Otsuka would use his experience to mentor famous protĂ©gĂ©s like Hayao Miyazaki and Isao Takahata, who would go on to co-found Studio Ghibli. It would spark a long professional relationship between Otsuka and Studio Ghibli co-founders, with the animator collaborating on projects like Takahata’s feature directorial debut Hols: Prince of the Sun (1968) and the series Lupin the Third Part I (1971–72), as well as its follow-up film, and Miyazaki’s debut feature, Lupin the Third: The Castle of Cagliostro.
Born on July 11, 1931 in Japan’s Shimane prefecture, Otsuka’s love of drawing was sparked by a fascination with trains, and then the military vehicles which frequented Japan’s countryside in the aftermath World War II. Otsuka practiced drawing by sketching American trucks while reading comics left by occupying Allied soldiers. In 1956, Otsuka joined Toei and would help shape Japan’s young animation industry. It was there that he met junior animators Miyazaki and Takahata, who impressed him with their talents, leading Otsuka to persuade the studio to let Takahata direct his first feature, Hols.
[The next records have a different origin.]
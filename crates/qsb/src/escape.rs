//! Identifier quoting and literal escaping for MySQL.
//!
//! These are pure functions; nothing here can fail. The textual output is the
//! compatibility contract of the crate, so every rule below is bit-exact:
//!
//! - identifiers are wrapped in backticks, per dotted segment;
//! - text literals use MySQL's C-style backslash escapes and single quotes;
//! - the placeholder token `?` is left alone for driver-side binding.
//!
//! # Raw SQL
//!
//! Identifiers containing `(` or `%`, [`Value::Raw`], and (in
//! [`format_value`] and `WHERE` right-hand sides) text that
//! [looks like a function call](looks_like_function_call) are emitted without
//! escaping. Shaping a string like `NOW()` is enough to inject it, so only
//! trusted text may reach those paths.

use crate::value::{PLACEHOLDER, Value};
use chrono::NaiveDateTime;
use std::sync::OnceLock;

/// Format string MySQL's `STR_TO_DATE` uses for [`format_timestamp`] output.
pub const MYSQL_DATETIME_FORMAT: &str = "%Y-%m-%d %H:%i:%s";

/// Quote an identifier with backticks.
///
/// - `users` → `` `users` ``
/// - `u.name` → `` `u`.`name` ``
/// - `u.*` → `` `u`.* ``
/// - `COUNT(*)`, `name%` → unchanged
///
/// Segments that are already backtick-quoted are kept as they are, so quoting
/// twice is a no-op.
pub fn quote_identifier(name: &str) -> String {
    if name.contains('(') || name.contains('%') {
        return name.to_string();
    }

    let mut out = String::with_capacity(name.len() + 2);
    for (i, segment) in name.split('.').enumerate() {
        if i > 0 {
            out.push('.');
        }
        write_segment(segment, &mut out);
    }
    out
}

fn write_segment(segment: &str, out: &mut String) {
    if segment == "*" || is_backtick_quoted(segment) {
        out.push_str(segment);
        return;
    }
    out.push('`');
    for ch in segment.chars() {
        if ch == '`' {
            out.push('`');
        }
        out.push(ch);
    }
    out.push('`');
}

fn is_backtick_quoted(segment: &str) -> bool {
    segment.len() >= 2 && segment.starts_with('`') && segment.ends_with('`')
}

/// Escape a value as a SQL literal.
///
/// The placeholder token is returned as-is, `NULL` for null, bare tokens for
/// booleans and finite numbers, and escaped single-quoted text for everything
/// else.
pub fn escape_literal(value: &Value) -> String {
    match value {
        Value::Text(s) if s == PLACEHOLDER => s.clone(),
        Value::Text(s) => escape_text(s),
        Value::Null => "NULL".to_string(),
        Value::Bool(b) => b.to_string(),
        Value::Int(n) => n.to_string(),
        Value::UInt(n) => n.to_string(),
        Value::Float(f) if f.is_finite() => f.to_string(),
        Value::Float(f) => escape_text(&f.to_string()),
        Value::DateTime(dt) => escape_text(&format_timestamp(dt)),
        Value::Raw(sql) => sql.clone(),
        Value::List(items) => {
            let mut out = String::from("(");
            for (i, item) in items.iter().enumerate() {
                if i > 0 {
                    out.push(',');
                }
                out.push_str(&escape_literal(item));
            }
            out.push(')');
            out
        }
    }
}

/// Escape text as a single-quoted MySQL string literal.
///
/// Unlike [`escape_literal`] this has no placeholder bypass: `?` becomes `'?'`.
pub fn escape_text(text: &str) -> String {
    let mut out = String::with_capacity(text.len() + 2);
    out.push('\'');
    for ch in text.chars() {
        match ch {
            '\0' => out.push_str("\\0"),
            '\n' => out.push_str("\\n"),
            '\r' => out.push_str("\\r"),
            '\u{8}' => out.push_str("\\b"),
            '\t' => out.push_str("\\t"),
            '\u{1a}' => out.push_str("\\Z"),
            '\\' | '\'' | '"' => {
                out.push('\\');
                out.push(ch);
            }
            _ => out.push(ch),
        }
    }
    out.push('\'');
    out
}

/// Returns `true` if `text` looks like a SQL function call such as `NOW()` or
/// `CONCAT('a','b')`.
///
/// Arguments may only contain word characters, quotes, commas, hyphens and
/// spaces; nested calls are not recognized.
pub fn looks_like_function_call(text: &str) -> bool {
    static CALL_RE: OnceLock<regex::Regex> = OnceLock::new();
    if !text.ends_with(')') {
        return false;
    }
    CALL_RE
        .get_or_init(|| {
            regex::Regex::new(r#"^[A-Za-z_][A-Za-z0-9_.]*\([\w'", -]*\)$"#)
                .expect("invalid built-in function call regex")
        })
        .is_match(text)
}

/// Format a value for INSERT value tuples and upsert assignments.
///
/// Dates go through `STR_TO_DATE`, the texts `"true"`/`"false"` become
/// boolean tokens and function-call-shaped text is emitted verbatim.
pub fn format_value(value: &Value) -> String {
    match value {
        Value::DateTime(dt) => format!(
            "STR_TO_DATE({}, '{}')",
            escape_text(&format_timestamp(dt)),
            MYSQL_DATETIME_FORMAT
        ),
        Value::Text(s) if s == "true" || s == "false" => s.clone(),
        Value::Text(s) if looks_like_function_call(s) => s.clone(),
        other => escape_literal(other),
    }
}

/// Seconds-precision ISO-like timestamp with a space instead of `T`.
pub fn format_timestamp(dt: &NaiveDateTime) -> String {
    dt.format("%Y-%m-%d %H:%M:%S").to_string()
}

#[cfg(test)]
mod tests {
    use super::*;
    use chrono::NaiveDate;

    fn sample_datetime() -> NaiveDateTime {
        NaiveDate::from_ymd_opt(2024, 1, 2)
            .unwrap()
            .and_hms_milli_opt(3, 4, 5, 678)
            .unwrap()
    }

    #[test]
    fn quote_simple() {
        assert_eq!(quote_identifier("users"), "`users`");
    }

    #[test]
    fn quote_dotted() {
        assert_eq!(quote_identifier("u.name"), "`u`.`name`");
        assert_eq!(quote_identifier("db.users.id"), "`db`.`users`.`id`");
    }

    #[test]
    fn quote_is_idempotent() {
        let once = quote_identifier("users");
        assert_eq!(quote_identifier(&once), once);
        let dotted = quote_identifier("u.name");
        assert_eq!(quote_identifier(&dotted), dotted);
    }

    #[test]
    fn quote_star_segment_stays_bare() {
        assert_eq!(quote_identifier("u.*"), "`u`.*");
        assert_eq!(quote_identifier("*"), "*");
    }

    #[test]
    fn quote_passes_through_expressions() {
        assert_eq!(quote_identifier("COUNT(*) AS cnt"), "COUNT(*) AS cnt");
        assert_eq!(quote_identifier("name%"), "name%");
        assert_eq!(quote_identifier("MAX(t.id)"), "MAX(t.id)");
    }

    #[test]
    fn quote_doubles_embedded_backticks() {
        assert_eq!(quote_identifier("we`ird"), "`we``ird`");
    }

    #[test]
    fn escape_plain_text() {
        assert_eq!(escape_literal(&Value::from("hello")), "'hello'");
        assert_eq!(escape_literal(&Value::from("")), "''");
    }

    #[test]
    fn escape_special_characters() {
        let cases = [
            ("a\0b", r"'a\0b'"),
            ("a\nb", r"'a\nb'"),
            ("a\rb", r"'a\rb'"),
            ("a\u{8}b", r"'a\bb'"),
            ("a\tb", r"'a\tb'"),
            ("a\\b", r"'a\\b'"),
            ("O'Brien", r"'O\'Brien'"),
            ("say \"hi\"", r#"'say \"hi\"'"#),
            ("a\u{1a}b", r"'a\Zb'"),
        ];
        for (input, expected) in cases {
            assert_eq!(escape_literal(&Value::from(input)), expected, "input {input:?}");
        }
    }

    #[test]
    fn escape_injection_attempt_stays_inside_quotes() {
        assert_eq!(
            escape_literal(&Value::from("1' OR '1'='1")),
            r"'1\' OR \'1\'=\'1'"
        );
    }

    #[test]
    fn escape_scalars() {
        assert_eq!(escape_literal(&Value::Null), "NULL");
        assert_eq!(escape_literal(&Value::from(true)), "true");
        assert_eq!(escape_literal(&Value::from(false)), "false");
        assert_eq!(escape_literal(&Value::from(-42)), "-42");
        assert_eq!(escape_literal(&Value::from(42_u64)), "42");
        assert_eq!(escape_literal(&Value::from(1.5)), "1.5");
        assert_eq!(escape_literal(&Value::from(30.0)), "30");
        assert_eq!(escape_literal(&Value::from(f64::NAN)), "'NaN'");
    }

    #[test]
    fn escape_keeps_placeholder() {
        assert_eq!(escape_literal(&Value::placeholder()), "?");
        assert_eq!(escape_text("?"), "'?'");
    }

    #[test]
    fn escape_list_has_no_trailing_comma() {
        assert_eq!(escape_literal(&Value::from(vec![1, 2, 3])), "(1,2,3)");
        assert_eq!(escape_literal(&Value::from(vec!["a", "b"])), "('a','b')");
        assert_eq!(escape_literal(&Value::List(vec![])), "()");
    }

    #[test]
    fn escape_raw_is_verbatim() {
        assert_eq!(escape_literal(&Value::raw("NOW()")), "NOW()");
    }

    #[test]
    fn escape_datetime_is_truncated_to_seconds() {
        assert_eq!(
            escape_literal(&Value::from(sample_datetime())),
            "'2024-01-02 03:04:05'"
        );
    }

    #[test]
    fn function_call_detection() {
        assert!(looks_like_function_call("NOW()"));
        assert!(looks_like_function_call("CONCAT('a','b')"));
        assert!(!looks_like_function_call("DATE_FORMAT(created_at, '%Y')"));
        assert!(looks_like_function_call("UUID_TO_BIN(uuid, 1)"));
        assert!(looks_like_function_call("IFNULL(-1, 0)"));
        assert!(!looks_like_function_call("NOW"));
        assert!(!looks_like_function_call("(1)"));
        assert!(!looks_like_function_call("x) OR (1=1)"));
        assert!(!looks_like_function_call("a(b(c))"));
    }

    #[test]
    fn format_value_dates_use_str_to_date() {
        assert_eq!(
            format_value(&Value::from(sample_datetime())),
            "STR_TO_DATE('2024-01-02 03:04:05', '%Y-%m-%d %H:%i:%s')"
        );
    }

    #[test]
    fn format_value_coerces_boolean_text() {
        assert_eq!(format_value(&Value::from("true")), "true");
        assert_eq!(format_value(&Value::from("false")), "false");
        assert_eq!(format_value(&Value::from("TRUE")), "'TRUE'");
    }

    #[test]
    fn format_value_passes_function_calls() {
        assert_eq!(format_value(&Value::from("NOW()")), "NOW()");
        assert_eq!(format_value(&Value::from("O'Brien")), r"'O\'Brien'");
        assert_eq!(format_value(&Value::from(7)), "7");
    }
}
In 1968, Otsuka moved to A Production, where he was later joined by Miyazaki and Takahata. There, the trio worked on such projects as the Lupin the Third Part I anime series, Takahata’s Panda! Go, Panda! tv specials (1972 & 1973), and Samurai Giants (1973–74), with Otsuka serving as animation director on all the titles. Otsuka continued to work with his longtime collaborators into the late ’70s and ’80s on projects like Miyazaki’s Future Boy Conan (1979) and The Castle of Cagliostro (1979), Chie the Brat, as well as the ill-fated Japanese-American co-production Little Nemo: Adventures in Slumberland (1989). He also would continue to work on new Lupin productions separately from Miyazaki and Takahata.
In his later years, Otsuka became less active as an animator and turned to education instead, mentoring young talents at the Toei Animation Research Institute and the Yoyogi Animation Academy. He has also written several books on the Japanese animation industry, with his book Sakuga Asemamire (aka Sweating over Animation) considered “a prime resource for the history of 1960s and 1970s anime.”
But Studio Ghibli never forgot the animator that helped its two core co-founders kickstart their careers. In 2004, Ghibli released a documentary Yasuo Otsuka’s Joy of Motion (2004) celebrating his career, while an exhibition of his art was held in Tokyo in 2002. Miyazaki has spoken frequently about his gratitude for Otsuka. “For me he is an excellent mentor,” he wrote in his 1982 essay “A ‘Slanderous’ Portrait.” “We did some foolish things together, but we’ve also talked passionately about the future of animation. It was Otsuka-san who taught me the fun of working.”